One recent afternoon as I was driving to work, I came to an intersection where I made eye contact with an older man who was about to walk across the street. We both motioned each other to go ahead.
Then, of course, as these things go, we began to move at the same time, needing to come to an awkward halt moments later.
What happened next, however, was rather unexpected. He began to approach my car.
I could only see his eyes above the mask, which appeared angry. I felt threatened as he continued to walk closer.
By the time I could finally make out what he was saying he was only a few feet away from my window.
He said, “I just wanted to say I’m sorry about the miscommunication. Have a good day.”
His eyes no longer showed anger, but rather warmth and assertiveness. I felt foolish for having felt threatened. He continued his way.
This reminded me of a similar experience I had while working at the hospital a few nights prior.
I was taking care of a patient whose dressings needed to be changed, which can be time-consuming and painful for the patient. As I worked on the dressing, I smiled and asked him how he was doing in hopes of putting him at ease and taking his mind off the uncomfortable procedure.
His response rather starkly contrasted my intentions.
“Why do you think this situation is funny? Do you think I’m too dumb to understand what’s going on?”
Embarrassed and rather surprised, I quickly denied that I was having funny or patronizing thoughts. But by then, it was too late to erase his first impression. Anything more I said was perceived as further derision.
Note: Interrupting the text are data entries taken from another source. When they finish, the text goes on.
use thiserror::Error;
use vulhub_api::ApiError;
use vulhub_platform::AppPathsError;

#[derive(Debug, Error)]
pub enum AppError {
    #[error(transparent)]
    Api(#[from] ApiError),

    #[error(transparent)]
    Paths(#[from] AppPathsError),

    #[error("Environment not found: {0}")]
    NotFound(String),

    #[error("{0}")]
    InvalidArgument(String),

    #[error("Could not listen for Ctrl-C: {0}")]
    Signal(String),
}

impl AppError {
    pub fn not_found(path: impl Into<String>) -> Self {
        Self::NotFound(path.into())
    }
}
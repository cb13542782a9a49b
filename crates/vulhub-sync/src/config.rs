use std::time::Duration;

use crate::key::QueryKey;

/// Per-subscription cache behaviour.
#[derive(Debug, Clone, Copy, PartialEq, Eq)]
pub struct QueryOptions {
    /// How long a fetched value is served without a network call.
    pub stale_time: Duration,
    /// Refetch on this period while the key has subscribers.
    pub poll_interval: Option<Duration>,
    /// Disabled subscriptions never fetch.
    pub enabled: bool,
}

impl Default for QueryOptions {
    fn default() -> Self {
        Self {
            stale_time: SyncConfig::DEFAULT_STALE_TIME,
            poll_interval: None,
            enabled: true,
        }
    }
}

#[derive(Debug, Clone, Copy, PartialEq, Eq)]
pub struct SyncConfig {
    pub stale_time: Duration,
    pub running_poll: Duration,
    pub status_poll: Duration,
    /// Entries without subscribers are dropped after this long.
    pub idle_retention: Duration,
}

impl SyncConfig {
    pub const DEFAULT_STALE_TIME: Duration = Duration::from_secs(30);
    pub const DEFAULT_RUNNING_POLL: Duration = Duration::from_secs(10);
    pub const DEFAULT_STATUS_POLL: Duration = Duration::from_secs(5);
    pub const DEFAULT_IDLE_RETENTION: Duration = Duration::from_secs(300);

    #[must_use]
    pub fn options_for(&self, key: &QueryKey) -> QueryOptions {
        let poll_interval = match key {
            QueryKey::Running => Some(self.running_poll),
            QueryKey::Status(_) => Some(self.status_poll),
            _ => None,
        }
        .filter(|period| !period.is_zero());
        let enabled = key.target().is_none_or(|path| !path.is_empty());

        QueryOptions {
            stale_time: self.stale_time,
            poll_interval,
            enabled,
        }
    }
}

impl Default for SyncConfig {
    fn default() -> Self {
        Self {
            stale_time: Self::DEFAULT_STALE_TIME,
            running_poll: Self::DEFAULT_RUNNING_POLL,
            status_poll: Self::DEFAULT_STATUS_POLL,
            idle_retention: Self::DEFAULT_IDLE_RETENTION,
        }
    }
}
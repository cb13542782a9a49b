//! In-memory backend for unit tests.

use std::collections::{BTreeSet, HashMap, HashSet};
use std::sync::{Mutex, MutexGuard};

use async_trait::async_trait;
use vulhub_api::{
    ActionReply, ApiError, CleanOptions, ContainerStatus, Environment, EnvironmentApi,
    EnvironmentInfo, EnvironmentList, EnvironmentStatus, StartOptions, StatusList, SyncupResult,
    SystemStatus,
};

#[derive(Default)]
struct FakeState {
    catalog: Vec<Environment>,
    downloaded: BTreeSet<String>,
    running: BTreeSet<String>,
    failing: HashSet<&'static str>,
    calls: HashMap<&'static str, usize>,
    last_start: Option<StartOptions>,
    last_clean: Option<CleanOptions>,
}

#[derive(Default)]
pub(crate) struct FakeApi {
    state: Mutex<FakeState>,
}

pub(crate) fn environment(path: &str) -> Environment {
    Environment {
        path: path.to_string(),
        name: path.to_string(),
        app: path.split('/').next().map(str::to_string),
        cve: path.split('/').nth(1).map(str::to_string).into_iter().collect(),
        tags: Vec::new(),
        downloaded: false,
        running: false,
    }
}

fn container(path: &str) -> ContainerStatus {
    ContainerStatus {
        id: format!("{path}-id"),
        name: format!("{}-1", path.replace('/', "-")),
        image: "vulhub/fake:latest".to_string(),
        status: "Up 1 minute".to_string(),
        state: "running".to_string(),
        ports: Vec::new(),
        created_at: None,
        started_at: Some("2024-01-01T00:00:00Z".to_string()),
    }
}

impl FakeApi {
    pub(crate) fn with_catalog(paths: &[&str]) -> Self {
        let api = Self::default();
        api.state().catalog = paths.iter().map(|path| environment(path)).collect();
        api
    }

    fn state(&self) -> MutexGuard<'_, FakeState> {
        self.state.lock().expect("fake api state")
    }

    pub(crate) fn mark_downloaded(&self, path: &str) {
        self.state().downloaded.insert(path.to_string());
    }

    pub(crate) fn mark_running(&self, path: &str) {
        let mut state = self.state();
        state.downloaded.insert(path.to_string());
        state.running.insert(path.to_string());
    }

    pub(crate) fn fail(&self, operation: &'static str) {
        self.state().failing.insert(operation);
    }

    pub(crate) fn calls(&self, operation: &str) -> usize {
        self.state().calls.get(operation).copied().unwrap_or(0)
    }

    pub(crate) fn last_start(&self) -> Option<StartOptions> {
        self.state().last_start
    }

    pub(crate) fn last_clean(&self) -> Option<CleanOptions> {
        self.state().last_clean
    }

    /// Count the call and fail it when the test asked for that.
    fn enter(&self, operation: &'static str) -> Result<MutexGuard<'_, FakeState>, ApiError> {
        let mut state = self.state();
        *state.calls.entry(operation).or_default() += 1;
        if state.failing.contains(operation) {
            return Err(ApiError::backend(
                500,
                format!("{}_ERROR", operation.to_uppercase()),
                format!("{operation} failed"),
            ));
        }
        Ok(state)
    }
}

impl FakeState {
    fn find(&self, path: &str) -> Option<Environment> {
        let mut environment = self.catalog.iter().find(|env| env.path == path)?.clone();
        environment.downloaded = self.downloaded.contains(path);
        environment.running = self.running.contains(path);
        Some(environment)
    }

    fn status(&self, path: &str) -> Option<EnvironmentStatus> {
        let environment = self.find(path)?;
        let containers = if environment.running {
            vec![container(path)]
        } else {
            Vec::new()
        };
        let local_path = environment
            .downloaded
            .then(|| format!("/var/lib/vulhub/{path}"));
        Some(EnvironmentStatus::new(environment, containers, local_path))
    }

    fn status_list<'a>(&self, paths: impl Iterator<Item = &'a String>) -> StatusList {
        let environments: Vec<_> = paths.filter_map(|path| self.status(path)).collect();
        StatusList {
            total: environments.len(),
            environments,
        }
    }
}

fn not_found(path: &str) -> ApiError {
    ApiError::backend(404, vulhub_api::CODE_NOT_FOUND, format!("Environment not found: {path}"))
}

#[async_trait]
impl EnvironmentApi for FakeApi {
    async fn system_status(&self) -> Result<SystemStatus, ApiError> {
        let _state = self.enter("system_status")?;
        Ok(SystemStatus {
            initialized: true,
            last_sync_time: Some("2024-01-01 10:00:00".to_string()),
            need_sync: false,
            version: "test".to_string(),
        })
    }

    async fn sync(&self) -> Result<SyncupResult, ApiError> {
        let state = self.enter("sync")?;
        Ok(SyncupResult {
            success: true,
            last_sync_time: "2024-01-02 10:00:00".to_string(),
            total: state.catalog.len(),
        })
    }

    async fn list_catalog(&self) -> Result<EnvironmentList, ApiError> {
        let state = self.enter("list_catalog")?;
        let environments: Vec<_> = state
            .catalog
            .iter()
            .filter_map(|env| state.find(&env.path))
            .collect();
        Ok(EnvironmentList {
            total: environments.len(),
            environments,
        })
    }

    async fn list_downloaded(&self) -> Result<StatusList, ApiError> {
        let state = self.enter("list_downloaded")?;
        Ok(state.status_list(state.downloaded.iter()))
    }

    async fn list_running(&self) -> Result<StatusList, ApiError> {
        let state = self.enter("list_running")?;
        Ok(state.status_list(state.running.iter()))
    }

    async fn get_info(&self, path: &str) -> Result<Option<EnvironmentInfo>, ApiError> {
        let state = self.enter("get_info")?;
        Ok(state.find(path).map(|environment| EnvironmentInfo {
            downloaded: environment.downloaded,
            environment,
            readme: Some("# Fake".to_string()),
            compose_file: None,
            local_path: None,
        }))
    }

    async fn get_status(&self, path: &str) -> Result<Option<EnvironmentStatus>, ApiError> {
        let state = self.enter("get_status")?;
        Ok(state.status(path))
    }

    async fn start(
        &self,
        path: &str,
        options: StartOptions,
    ) -> Result<Option<ActionReply>, ApiError> {
        let mut state = self.enter("start")?;
        state.find(path).ok_or_else(|| not_found(path))?;
        state.last_start = Some(options);
        state.downloaded.insert(path.to_string());
        state.running.insert(path.to_string());
        Ok(state
            .status(path)
            .map(|status| ActionReply::Status(Box::new(status))))
    }

    async fn stop(&self, path: &str) -> Result<Option<ActionReply>, ApiError> {
        let mut state = self.enter("stop")?;
        state.find(path).ok_or_else(|| not_found(path))?;
        state.running.remove(path);
        Ok(Some(ActionReply::Ack {
            message: "Environment stopped successfully".to_string(),
        }))
    }

    async fn restart(&self, path: &str) -> Result<Option<ActionReply>, ApiError> {
        let state = self.enter("restart")?;
        Ok(state
            .status(path)
            .map(|status| ActionReply::Status(Box::new(status))))
    }

    async fn clean(
        &self,
        path: &str,
        options: CleanOptions,
    ) -> Result<Option<ActionReply>, ApiError> {
        let mut state = self.enter("clean")?;
        state.find(path).ok_or_else(|| not_found(path))?;
        state.last_clean = Some(options);
        state.running.remove(path);
        state.downloaded.remove(path);
        Ok(Some(ActionReply::Ack {
            message: "Environment cleaned successfully".to_string(),
        }))
    }
}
I finished my task in silence and left the room.
At first, I thought these experiences were simply common misunderstandings, but I wonder if these may not be coincidences.
As we now spend our days with most of our faces covered, it has become more challenging to correctly interpret the expressions or the intentions of others.
Normally, when we can show our whole faces there is little left to assume on the part of the observer, as our facial expressions convey subtle differences in emotions: passion vs. anger, levity vs. condescension.
However, now, as the bottom half of the canvas is obscured by fabric, the responsibility for communicating our emotions and intentions correctly has become shared. Our eyes can show only so much. We can only hope what we display on our faces is interpreted correctly by others.
While in many ways this is one of many cumbersome realities we face during the pandemic, I wonder if it can also serve as an opportunity to strive to see the best intentions in others.
In imagining what lies underneath the masks, we have a choice. We can choose to interpret others’ intentions defensively — with fear — which is an easy default to fall into during the pandemic, or openly — with kindness and trust.
I certainly hope the next time a person approaches me on the street, I will not automatically fear confrontation, that I will not assume anger in their eyes. Just as I hope the next time I smile at a patient, he or she will see it for what it is.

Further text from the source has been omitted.